Dos Santos consistently supported the often frustrating peace process within Angola, which began in earnest in 1990 after Namibia became an independent nation and the Cold War diminished. The May 1991 peace accord brokered by Portugal, the United States, and the USSR put an end to the fighting and led in the fall of 1992 to national elections, in which MPLA and dos Santos ran against UNITA and its leader, Jonas Savimbi. Although MPLA won the parliamentary elections and dos Santos appeared to have won a close victory in the presidential race, the election results became irrelevant when UNITA resumed fighting.

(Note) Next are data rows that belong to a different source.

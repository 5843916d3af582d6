use screengraph_ir::SwipeDirection;
use screengraph_model::driver::{DriverError, UiDriver};
use screengraph_model::graph::{GraphError, ScreenGraph};
use screengraph_nav::navigator::{NavError, Navigator};
use tracing::debug;

use crate::elements::{self, SETTINGS_CELLS};
use crate::scenes::*;

pub const DEFAULT_URL: &str = "https://www.mozilla.org/en-US/book/";

fn navigation_back(driver: &mut dyn UiDriver) -> Result<(), DriverError> {
    driver.tap(&elements::navigation_back())
}

/// Build the browser's screen graph, starting at [`FIRST_RUN`].
///
/// `url` is what reaching [`BROWSER_TAB`] through the URL bar loads. For a
/// different page, use [`BrowserNavigation::open_url`].
pub fn create_screen_graph(url: &str) -> Result<ScreenGraph, GraphError> {
    let mut map = ScreenGraph::new();

    map.create_scene(FIRST_RUN)?.gesture(NEW_TAB_SCREEN, |driver| {
        let start = elements::start_browsing();
        if driver.exists(&start) {
            driver.tap(&start)?;
        }
        Ok(())
    });

    map.create_scene(NEW_TAB_SCREEN)?
        .tap(elements::url_field(), URL_BAR_OPEN)
        .tap(elements::toolbar_menu(), NEW_TAB_MENU)
        .tap(elements::tabs_button(), TAB_TRAY);

    // The URL bar closes on submit or cancel.
    map.create_scene(URL_BAR_OPEN)?
        .type_text(format!("{url}\r"), elements::address_field(), BROWSER_TAB)
        .back_gesture(|driver| driver.tap(&elements::cancel()))
        .dismiss_on_use(true);

    map.create_scene(NEW_TAB_MENU)?
        // The menu item fails the existence test, so it is tapped blind.
        .gesture(SETTINGS_SCREEN, |driver| {
            driver.tap(&elements::settings_menu_item())
        })
        .tap(elements::close_menu(), NEW_TAB_SCREEN)
        .dismiss_on_use(true);

    {
        let mut settings = map.create_scene(SETTINGS_SCREEN)?;
        let targets = [
            SEARCH_SETTINGS,
            NEW_TAB_SETTINGS,
            HOME_PAGE_SETTINGS,
            PASSCODE_SETTINGS,
            LOGINS_SETTINGS,
            CLEAR_PRIVATE_DATA_SETTINGS,
            OPEN_WITH_SETTINGS,
        ];
        for (cell, target) in SETTINGS_CELLS.iter().zip(targets) {
            settings.tap(elements::settings_cell(cell), target);
        }
        settings.back_gesture(navigation_back);
    }

    for leaf in [
        SEARCH_SETTINGS,
        NEW_TAB_SETTINGS,
        HOME_PAGE_SETTINGS,
        CLEAR_PRIVATE_DATA_SETTINGS,
        OPEN_WITH_SETTINGS,
    ] {
        map.create_scene(leaf)?.back_gesture(navigation_back);
    }

    map.create_scene(PASSCODE_SETTINGS)?
        .back_gesture(navigation_back)
        .tap(elements::require_passcode_row(), PASSCODE_INTERVAL_SETTINGS);

    // Passcode-protected and effectively modal.
    map.create_scene(PASSCODE_INTERVAL_SETTINGS)?
        .gesture(PASSCODE_SETTINGS, |driver| {
            if driver.exists(&elements::require_passcode_bar()) {
                // Go back, accepting modifications.
                driver.tap(&elements::require_passcode_done())
            } else {
                driver.tap(&elements::enter_passcode_cancel())
            }
        });

    map.create_scene(LOGINS_SETTINGS)?
        .gesture(SETTINGS_SCREEN, |driver| {
            if driver.exists(&elements::login_list()) {
                driver.tap(&elements::logins_back_to_settings())
            } else {
                driver.tap(&elements::enter_passcode_cancel())
            }
        });

    map.create_scene(TAB_TRAY)?
        .tap(elements::tab_tray_menu(), TAB_TRAY_MENU)
        .tap(elements::tab_tray_add_tab(), NEW_TAB_SCREEN);

    map.create_scene(TAB_TRAY_MENU)?
        .tap(elements::settings_menu_item(), SETTINGS_SCREEN)
        .tap(elements::close_menu(), TAB_TRAY)
        .dismiss_on_use(true);

    map.create_scene(BROWSER_TAB)?
        .tap(elements::url_field(), URL_BAR_OPEN)
        .tap(elements::toolbar_menu(), BROWSER_TAB_MENU)
        .tap(elements::tabs_button(), TAB_TRAY);

    // The menu view errors on an existence check, so swipes go through `gesture`.
    map.create_scene(BROWSER_TAB_MENU)?
        .tap(elements::close_menu(), BROWSER_TAB)
        .gesture(BROWSER_TAB_MENU_2, |driver| {
            driver.swipe(&elements::menu_view(), SwipeDirection::Left)
        })
        .dismiss_on_use(true);

    map.create_scene(BROWSER_TAB_MENU_2)?
        .gesture(BROWSER_TAB_MENU, |driver| {
            driver.swipe(&elements::menu_view(), SwipeDirection::Right)
        })
        .tap(elements::settings_menu_item(), SETTINGS_SCREEN)
        .tap(elements::close_menu(), BROWSER_TAB)
        .dismiss_on_use(true);

    map.set_initial_scene(FIRST_RUN);
    debug!(scenes = map.len(), edges = map.edge_count(), "browser screen graph built");
    Ok(map)
}

/// Browser-specific shortcuts on top of [`Navigator::goto`].
pub trait BrowserNavigation {
    /// Load `url` in the first browser tab or new tab screen reached.
    fn open_url(&mut self, url: &str) -> Result<(), NavError>;

    /// Load `url` in a new tab.
    fn open_new_url(&mut self, url: &str) -> Result<(), NavError>;
}

impl<'g, D: UiDriver> BrowserNavigation for Navigator<'g, D> {
    fn open_url(&mut self, url: &str) -> Result<(), NavError> {
        self.goto(URL_BAR_OPEN)?;
        self.driver_mut()
            .type_text(&elements::address_field(), &format!("{url}\r"))?;
        self.now_at(BROWSER_TAB)
    }

    fn open_new_url(&mut self, url: &str) -> Result<(), NavError> {
        self.goto(NEW_TAB_SCREEN)?;
        self.open_url(url)
    }
}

For the first few months of 1993, it appeared as if Savimbi's forces might achieve through war what they had not gained at the polls. The government, however, was able to mobilize international support from UNITA's former allies, the United States and South Africa. In May 1993 the United States government recognized Angola, began pressuring Savimbi to settle the war, and, for the first time, made U.S. aid available to the Angolan government. By late summer 1993, UNITA's offensive had stalled. The dos Santos government returned to peace negotiations, now brokered principally by the United Nations and African nations. A fragile peace was established by the Lusaka Protocol of November 20, 1994, signed in Lusaka, Zambia, in which dos Santos was confirmed as president and Savimbi was offered the vice presidency. In February 1995 the United Nations Security Council adopted a resolution establishing a strong international force of 7000 troops to monitor the cease-fire and oversee the implementation of the Lusaka agreement. The 1996 United Nations force was a much more adequate peace-keeping force than the one sent in 1992. Although implementation was slower than anticipated, particularly in the area of UNITA troop demobilization, there were grounds for optimism since both sides realized that they could not achieve a military victory, and that economic recovery and the continuation of democracy depended upon the establishment of a lasting peace.